## The input
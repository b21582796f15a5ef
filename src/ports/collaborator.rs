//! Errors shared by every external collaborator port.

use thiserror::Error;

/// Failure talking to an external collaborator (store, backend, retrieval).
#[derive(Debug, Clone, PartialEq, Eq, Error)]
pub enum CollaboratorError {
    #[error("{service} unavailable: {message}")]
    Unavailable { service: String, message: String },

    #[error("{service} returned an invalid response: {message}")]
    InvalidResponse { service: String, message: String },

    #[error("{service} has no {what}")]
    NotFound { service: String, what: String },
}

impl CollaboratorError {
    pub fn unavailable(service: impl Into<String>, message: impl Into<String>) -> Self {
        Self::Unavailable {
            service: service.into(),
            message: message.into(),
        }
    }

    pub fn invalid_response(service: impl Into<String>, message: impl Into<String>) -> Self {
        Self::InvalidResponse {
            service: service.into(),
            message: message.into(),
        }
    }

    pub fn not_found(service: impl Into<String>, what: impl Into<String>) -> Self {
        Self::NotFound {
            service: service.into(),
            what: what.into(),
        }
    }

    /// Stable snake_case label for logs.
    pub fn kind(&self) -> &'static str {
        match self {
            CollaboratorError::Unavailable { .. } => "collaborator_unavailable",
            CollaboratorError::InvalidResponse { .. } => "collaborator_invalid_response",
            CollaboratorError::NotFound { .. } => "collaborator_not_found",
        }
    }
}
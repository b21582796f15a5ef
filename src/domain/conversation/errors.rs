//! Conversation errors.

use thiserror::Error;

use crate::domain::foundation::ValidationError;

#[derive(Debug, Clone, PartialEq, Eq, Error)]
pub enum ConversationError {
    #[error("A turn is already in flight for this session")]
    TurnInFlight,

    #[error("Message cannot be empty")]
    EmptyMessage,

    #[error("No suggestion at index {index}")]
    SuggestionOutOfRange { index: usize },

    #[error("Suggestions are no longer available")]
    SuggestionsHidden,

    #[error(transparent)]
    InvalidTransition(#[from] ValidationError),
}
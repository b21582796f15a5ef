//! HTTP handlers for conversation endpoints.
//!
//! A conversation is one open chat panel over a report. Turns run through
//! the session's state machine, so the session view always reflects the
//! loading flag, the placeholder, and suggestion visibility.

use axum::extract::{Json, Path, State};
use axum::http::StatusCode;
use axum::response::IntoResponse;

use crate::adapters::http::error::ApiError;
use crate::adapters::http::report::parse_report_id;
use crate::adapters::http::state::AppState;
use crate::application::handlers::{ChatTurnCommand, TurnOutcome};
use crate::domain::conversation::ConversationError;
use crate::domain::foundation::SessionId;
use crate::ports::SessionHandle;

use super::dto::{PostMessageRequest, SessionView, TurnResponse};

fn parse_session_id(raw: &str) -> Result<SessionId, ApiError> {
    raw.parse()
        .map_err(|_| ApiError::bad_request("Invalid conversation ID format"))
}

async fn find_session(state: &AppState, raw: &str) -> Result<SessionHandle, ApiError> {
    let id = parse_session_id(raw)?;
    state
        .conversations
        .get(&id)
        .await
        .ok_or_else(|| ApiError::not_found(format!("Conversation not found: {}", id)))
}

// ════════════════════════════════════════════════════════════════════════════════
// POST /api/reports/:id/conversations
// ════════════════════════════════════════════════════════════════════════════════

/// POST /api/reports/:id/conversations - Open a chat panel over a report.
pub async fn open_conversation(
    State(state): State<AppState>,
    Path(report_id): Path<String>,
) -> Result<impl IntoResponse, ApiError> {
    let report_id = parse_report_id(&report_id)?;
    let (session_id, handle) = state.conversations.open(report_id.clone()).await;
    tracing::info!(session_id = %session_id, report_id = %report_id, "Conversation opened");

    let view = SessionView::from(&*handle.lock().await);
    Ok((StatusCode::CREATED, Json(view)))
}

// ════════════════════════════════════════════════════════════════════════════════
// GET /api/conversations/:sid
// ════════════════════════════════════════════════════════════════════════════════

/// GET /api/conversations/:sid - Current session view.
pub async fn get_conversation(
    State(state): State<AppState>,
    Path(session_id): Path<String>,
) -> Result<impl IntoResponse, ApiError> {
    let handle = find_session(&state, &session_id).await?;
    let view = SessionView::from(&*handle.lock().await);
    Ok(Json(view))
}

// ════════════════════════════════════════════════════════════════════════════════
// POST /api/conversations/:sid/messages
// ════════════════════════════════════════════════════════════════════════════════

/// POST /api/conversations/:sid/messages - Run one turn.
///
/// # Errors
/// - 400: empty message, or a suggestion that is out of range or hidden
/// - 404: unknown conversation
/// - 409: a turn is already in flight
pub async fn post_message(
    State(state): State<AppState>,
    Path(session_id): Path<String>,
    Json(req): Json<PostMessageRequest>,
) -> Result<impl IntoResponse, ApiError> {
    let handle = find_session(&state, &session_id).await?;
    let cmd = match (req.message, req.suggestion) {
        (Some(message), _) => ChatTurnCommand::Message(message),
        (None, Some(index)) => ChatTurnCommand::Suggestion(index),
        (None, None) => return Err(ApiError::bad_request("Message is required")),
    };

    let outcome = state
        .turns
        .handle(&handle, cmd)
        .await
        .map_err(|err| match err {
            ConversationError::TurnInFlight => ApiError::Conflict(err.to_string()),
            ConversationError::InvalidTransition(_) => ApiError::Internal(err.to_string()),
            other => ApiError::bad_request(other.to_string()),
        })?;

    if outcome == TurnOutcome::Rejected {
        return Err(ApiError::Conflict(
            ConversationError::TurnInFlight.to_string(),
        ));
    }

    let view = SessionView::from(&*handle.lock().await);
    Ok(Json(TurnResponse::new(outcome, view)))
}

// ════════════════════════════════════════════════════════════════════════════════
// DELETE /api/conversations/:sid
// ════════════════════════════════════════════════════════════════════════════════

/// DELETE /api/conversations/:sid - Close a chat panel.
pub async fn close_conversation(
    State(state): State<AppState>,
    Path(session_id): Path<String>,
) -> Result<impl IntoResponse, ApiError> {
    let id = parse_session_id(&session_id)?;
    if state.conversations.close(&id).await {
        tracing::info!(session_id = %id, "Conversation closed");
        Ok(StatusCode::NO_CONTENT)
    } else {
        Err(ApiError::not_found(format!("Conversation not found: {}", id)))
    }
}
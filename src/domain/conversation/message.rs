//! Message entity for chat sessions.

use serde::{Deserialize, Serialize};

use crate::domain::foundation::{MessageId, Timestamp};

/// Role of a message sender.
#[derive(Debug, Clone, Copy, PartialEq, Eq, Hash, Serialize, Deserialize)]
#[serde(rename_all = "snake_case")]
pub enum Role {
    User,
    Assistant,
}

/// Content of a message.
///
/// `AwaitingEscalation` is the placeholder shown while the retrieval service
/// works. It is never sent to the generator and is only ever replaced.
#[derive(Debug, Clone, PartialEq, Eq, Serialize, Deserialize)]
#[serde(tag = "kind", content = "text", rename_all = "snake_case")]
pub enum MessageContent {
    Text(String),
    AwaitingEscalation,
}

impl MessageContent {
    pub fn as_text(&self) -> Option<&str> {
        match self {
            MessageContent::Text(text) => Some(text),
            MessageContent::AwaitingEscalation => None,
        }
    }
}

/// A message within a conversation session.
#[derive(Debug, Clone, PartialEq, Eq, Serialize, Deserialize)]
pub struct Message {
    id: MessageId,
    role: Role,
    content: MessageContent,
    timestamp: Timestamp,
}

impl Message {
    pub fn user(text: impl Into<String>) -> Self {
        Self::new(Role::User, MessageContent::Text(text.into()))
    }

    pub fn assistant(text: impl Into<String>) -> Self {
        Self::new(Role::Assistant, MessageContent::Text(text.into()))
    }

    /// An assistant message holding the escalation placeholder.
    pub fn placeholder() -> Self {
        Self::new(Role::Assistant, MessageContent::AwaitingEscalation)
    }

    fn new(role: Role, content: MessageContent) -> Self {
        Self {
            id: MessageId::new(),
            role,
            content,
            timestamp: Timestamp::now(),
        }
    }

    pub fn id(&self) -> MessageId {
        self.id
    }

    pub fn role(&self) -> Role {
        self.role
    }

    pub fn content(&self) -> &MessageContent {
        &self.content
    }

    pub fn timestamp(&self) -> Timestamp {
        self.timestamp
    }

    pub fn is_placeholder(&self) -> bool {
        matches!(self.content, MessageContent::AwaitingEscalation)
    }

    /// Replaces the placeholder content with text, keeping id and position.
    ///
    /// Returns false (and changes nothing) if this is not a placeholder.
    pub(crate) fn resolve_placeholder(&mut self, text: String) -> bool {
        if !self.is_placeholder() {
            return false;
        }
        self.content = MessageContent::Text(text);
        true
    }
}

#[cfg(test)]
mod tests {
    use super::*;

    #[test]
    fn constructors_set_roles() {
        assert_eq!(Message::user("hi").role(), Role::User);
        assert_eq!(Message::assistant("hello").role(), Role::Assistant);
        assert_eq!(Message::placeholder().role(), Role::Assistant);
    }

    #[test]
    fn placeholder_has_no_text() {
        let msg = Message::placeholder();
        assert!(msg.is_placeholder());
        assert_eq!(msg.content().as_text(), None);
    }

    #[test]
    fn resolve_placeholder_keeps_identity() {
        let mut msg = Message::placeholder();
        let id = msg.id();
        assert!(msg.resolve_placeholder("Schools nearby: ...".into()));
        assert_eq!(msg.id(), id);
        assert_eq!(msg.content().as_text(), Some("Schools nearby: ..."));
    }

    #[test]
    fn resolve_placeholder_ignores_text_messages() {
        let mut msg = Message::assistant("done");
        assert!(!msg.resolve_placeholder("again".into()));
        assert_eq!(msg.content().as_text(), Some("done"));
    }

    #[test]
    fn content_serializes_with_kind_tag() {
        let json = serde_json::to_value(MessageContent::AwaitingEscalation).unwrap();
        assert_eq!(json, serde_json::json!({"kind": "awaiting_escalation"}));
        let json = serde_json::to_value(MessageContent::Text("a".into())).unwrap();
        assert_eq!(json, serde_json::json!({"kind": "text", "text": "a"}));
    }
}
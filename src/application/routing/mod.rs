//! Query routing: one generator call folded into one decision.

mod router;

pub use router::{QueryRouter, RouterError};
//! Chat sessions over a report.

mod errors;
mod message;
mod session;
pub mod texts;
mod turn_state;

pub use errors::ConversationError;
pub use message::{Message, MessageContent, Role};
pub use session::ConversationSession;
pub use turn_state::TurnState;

## Instructions for the task
Find every line of the data that includes the string "InvalidTransition". Copy each of those lines.

## Written answer
    InvalidTransition(#[from] ValidationError),
            ConversationError::InvalidTransition(_) => ApiError::Internal(err.to_string()),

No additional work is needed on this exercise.